Go through the entries below from the first line and output each one exactly, up to and including the line with "all client settings".

Records for processing section start

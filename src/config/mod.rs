//! Configuration types for the Retailer API client.
//!
//! This module provides the configuration used to construct a
//! [`Client`](crate::Client).
//!
//! # Overview
//!
//! - [`ClientConfig`]: The configuration struct holding all client settings
//! - [`ClientConfigBuilder`]: A builder for constructing [`ClientConfig`] instances
//! - [`ClientId`]: A validated client ID newtype
//! - [`ClientSecret`]: A validated client secret newtype with masked debug output
//! - [`BaseUrl`]: A validated absolute URL for the resource and token endpoints
//! - [`ApiVersion`]: The Retailer API version to use
//!
//! # Example
//!
//! ```rust
//! use bol_retailer::{ApiVersion, ClientConfig, ClientId, ClientSecret};
//!
//! let config = ClientConfig::builder()
//!     .client_id(ClientId::new("my-client-id").unwrap())
//!     .client_secret(ClientSecret::new("my-secret").unwrap())
//!     .api_version(ApiVersion::V10)
//!     .demo_mode(true)
//!     .build()
//!     .unwrap();
//!
//! assert!(config.demo_mode());
//! ```

mod newtypes;
mod version;

pub use newtypes::{BaseUrl, ClientId, ClientSecret};
pub use version::ApiVersion;

use crate::error::ConfigError;

/// Default resource endpoint.
pub const DEFAULT_ENDPOINT: &str = "https://api.bol.com/";

/// Default token endpoint.
pub const DEFAULT_TOKEN_URL: &str = "https://login.bol.com/token";

/// Configuration for the Retailer API client.
///
/// # Thread Safety
///
/// `ClientConfig` is `Clone`, `Send`, and `Sync`.
#[derive(Clone, Debug)]
pub struct ClientConfig {
    client_id: ClientId,
    client_secret: ClientSecret,
    api_version: ApiVersion,
    endpoint: BaseUrl,
    token_url: BaseUrl,
    demo_mode: bool,
    user_agent_prefix: Option<String>,
}

impl ClientConfig {
    /// Creates a new builder for constructing a `ClientConfig`.
    #[must_use]
    pub fn builder() -> ClientConfigBuilder {
        ClientConfigBuilder::new()
    }

    /// Returns the client ID.
    #[must_use]
    pub const fn client_id(&self) -> &ClientId {
        &self.client_id
    }

    /// Returns the client secret.
    #[must_use]
    pub const fn client_secret(&self) -> &ClientSecret {
        &self.client_secret
    }

    /// Returns the API version.
    #[must_use]
    pub const fn api_version(&self) -> ApiVersion {
        self.api_version
    }

    /// Returns the resource endpoint.
    #[must_use]
    pub const fn endpoint(&self) -> &BaseUrl {
        &self.endpoint
    }

    /// Returns the token endpoint.
    #[must_use]
    pub const fn token_url(&self) -> &BaseUrl {
        &self.token_url
    }

    /// Returns whether requests are routed to the demo endpoints.
    #[must_use]
    pub const fn demo_mode(&self) -> bool {
        self.demo_mode
    }

    /// Returns the user agent prefix, if configured.
    #[must_use]
    pub fn user_agent_prefix(&self) -> Option<&str> {
        self.user_agent_prefix.as_deref()
    }

    pub(crate) fn set_demo_mode(&mut self, enabled: bool) {
        self.demo_mode = enabled;
    }
}

// Verify ClientConfig is Send + Sync at compile time
const _: fn() = || {
    const fn assert_send_sync<T: Send + Sync>() {}
    assert_send_sync::<ClientConfig>();
};

/// Builder for constructing [`ClientConfig`] instances.
///
/// Required fields are `client_id` and `client_secret`.
///
/// # Defaults
///
/// - `api_version`: [`ApiVersion::latest()`]
/// - `endpoint`: [`DEFAULT_ENDPOINT`]
/// - `token_url`: [`DEFAULT_TOKEN_URL`]
/// - `demo_mode`: `false`
/// - `user_agent_prefix`: `None`
#[derive(Debug, Default)]
pub struct ClientConfigBuilder {
    client_id: Option<ClientId>,
    client_secret: Option<ClientSecret>,
    api_version: Option<ApiVersion>,
    endpoint: Option<BaseUrl>,
    token_url: Option<BaseUrl>,
    demo_mode: Option<bool>,
    user_agent_prefix: Option<String>,
}

impl ClientConfigBuilder {
    /// Creates a new builder with default values.
    #[must_use]
    pub fn new() -> Self {
        Self::default()
    }

    /// Sets the client ID (required).
    #[must_use]
    pub fn client_id(mut self, id: ClientId) -> Self {
        self.client_id = Some(id);
        self
    }

    /// Sets the client secret (required).
    #[must_use]
    pub fn client_secret(mut self, secret: ClientSecret) -> Self {
        self.client_secret = Some(secret);
        self
    }

    /// Sets the API version.
    #[must_use]
    pub const fn api_version(mut self, version: ApiVersion) -> Self {
        self.api_version = Some(version);
        self
    }

    /// Overrides the resource endpoint.
    #[must_use]
    pub fn endpoint(mut self, endpoint: BaseUrl) -> Self {
        self.endpoint = Some(endpoint);
        self
    }

    /// Overrides the token endpoint.
    #[must_use]
    pub fn token_url(mut self, token_url: BaseUrl) -> Self {
        self.token_url = Some(token_url);
        self
    }

    /// Routes requests to the demo variant of each endpoint.
    #[must_use]
    pub const fn demo_mode(mut self, enabled: bool) -> Self {
        self.demo_mode = Some(enabled);
        self
    }

    /// Sets the user agent prefix for HTTP requests.
    #[must_use]
    pub fn user_agent_prefix(mut self, prefix: impl Into<String>) -> Self {
        self.user_agent_prefix = Some(prefix.into());
        self
    }

    /// Builds the [`ClientConfig`], validating that required fields are set.
    ///
    /// # Errors
    ///
    /// Returns [`ConfigError::MissingRequiredField`] if `client_id` or
    /// `client_secret` are not set.
    pub fn build(self) -> Result<ClientConfig, ConfigError> {
        let client_id = self
            .client_id
            .ok_or(ConfigError::MissingRequiredField { field: "client_id" })?;
        let client_secret = self
            .client_secret
            .ok_or(ConfigError::MissingRequiredField {
                field: "client_secret",
            })?;

        let endpoint = match self.endpoint {
            Some(endpoint) => endpoint,
            None => BaseUrl::new(DEFAULT_ENDPOINT)?,
        };
        let token_url = match self.token_url {
            Some(token_url) => token_url,
            None => BaseUrl::new(DEFAULT_TOKEN_URL)?,
        };

        let api_version = self.api_version.unwrap_or_default();
        if !api_version.is_supported() {
            tracing::warn!(
                version = %api_version,
                supported = ?ApiVersion::supported_versions(),
                "Configured Retailer API version is no longer supported"
            );
        }

        Ok(ClientConfig {
            client_id,
            client_secret,
            api_version,
            endpoint,
            token_url,
            demo_mode: self.demo_mode.unwrap_or(false),
            user_agent_prefix: self.user_agent_prefix,
        })
    }
}
//! Input trees for model construction.

use serde_json::Value;

use super::instance::Model;

/// A JSON-compatible tree that may embed already-built [`Model`]s.
///
/// Plain JSON converts with `From<Value>`. Callers assembling a request body
/// from existing models can mix them in through [`Tree::Model`] and
/// [`Tree::Array`]; the engine passes such values through unchanged.
///
/// # Example
///
/// ```rust,ignore
/// use bol_retailer::model::{Model, Tree};
/// use serde_json::json;
///
/// let item = Model::from_tree(&ORDER_ITEM, json!({"ean": "0000007740404"}));
/// let tree = Tree::object([
///     ("orderId", Tree::from(json!("1043946570"))),
///     ("orderItems", Tree::from(vec![item])),
/// ]);
/// let order = Model::from_tree(&ORDER, tree);
/// ```
#[derive(Clone, Debug, PartialEq)]
pub enum Tree {
    /// Raw JSON.
    Value(Value),
    /// Ordered key/value entries.
    Object(Vec<(String, Tree)>),
    /// Ordered elements.
    Array(Vec<Tree>),
    /// An already-built model.
    Model(Model),
}

impl Tree {
    /// Builds an object node from key/value pairs.
    pub fn object<K, I>(entries: I) -> Self
    where
        K: Into<String>,
        I: IntoIterator<Item = (K, Self)>,
    {
        Self::Object(
            entries
                .into_iter()
                .map(|(key, value)| (key.into(), value))
                .collect(),
        )
    }

    /// Returns `true` for a JSON `null`.
    #[must_use]
    pub const fn is_null(&self) -> bool {
        matches!(self, Self::Value(Value::Null))
    }

    /// A short description of the node, used in error messages.
    #[must_use]
    pub const fn kind_name(&self) -> &'static str {
        match self {
            Self::Value(Value::Null) => "null",
            Self::Value(Value::Bool(_)) => "boolean",
            Self::Value(Value::Number(_)) => "number",
            Self::Value(Value::String(_)) => "string",
            Self::Value(Value::Array(_)) | Self::Array(_) => "array",
            Self::Value(Value::Object(_)) | Self::Object(_) => "object",
            Self::Model(_) => "model",
        }
    }

    /// Converts the tree into plain JSON, flattening embedded models with nulls kept.
    #[must_use]
    pub fn into_value(self) -> Value {
        match self {
            Self::Value(value) => value,
            Self::Object(entries) => Value::Object(
                entries
                    .into_iter()
                    .map(|(key, value)| (key, value.into_value()))
                    .collect(),
            ),
            Self::Array(items) => Value::Array(items.into_iter().map(Self::into_value).collect()),
            Self::Model(model) => model.to_tree(false),
        }
    }

    /// Splits an object node into its entries; `None` for any other node.
    pub(crate) fn into_entries(self) -> Option<Vec<(String, Self)>> {
        match self {
            Self::Object(entries) => Some(entries),
            Self::Value(Value::Object(map)) => Some(
                map.into_iter()
                    .map(|(key, value)| (key, Self::Value(value)))
                    .collect(),
            ),
            _ => None,
        }
    }

    /// Splits a collection node into its elements in source order.
    ///
    /// Objects count as collections: their keys are discarded, so
    /// `{"a": x, "2": y}` yields `[x, y]`.
    pub(crate) fn into_elements(self) -> Option<Vec<Self>> {
        match self {
            Self::Array(items) => Some(items),
            Self::Value(Value::Array(items)) => Some(items.into_iter().map(Self::Value).collect()),
            Self::Object(_) | Self::Value(Value::Object(_)) => self
                .into_entries()
                .map(|entries| entries.into_iter().map(|(_, value)| value).collect()),
            _ => None,
        }
    }
}

impl From<Value> for Tree {
    fn from(value: Value) -> Self {
        Self::Value(value)
    }
}

impl From<Model> for Tree {
    fn from(model: Model) -> Self {
        Self::Model(model)
    }
}

impl From<Vec<Model>> for Tree {
    fn from(models: Vec<Model>) -> Self {
        Self::Array(models.into_iter().map(Self::Model).collect())
    }
}

impl From<Vec<Self>> for Tree {
    fn from(items: Vec<Self>) -> Self {
        Self::Array(items)
    }
}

Records for processing section end

→ **Solution for this task**
filename src/config/mod.rs
//! Configuration types for the Retailer API client.
//!
//! This module provides the configuration used to construct a
//! [`Client`](crate::Client).
//!
//! # Overview
//!
//! - [`ClientConfig`]: The configuration struct holding all client settings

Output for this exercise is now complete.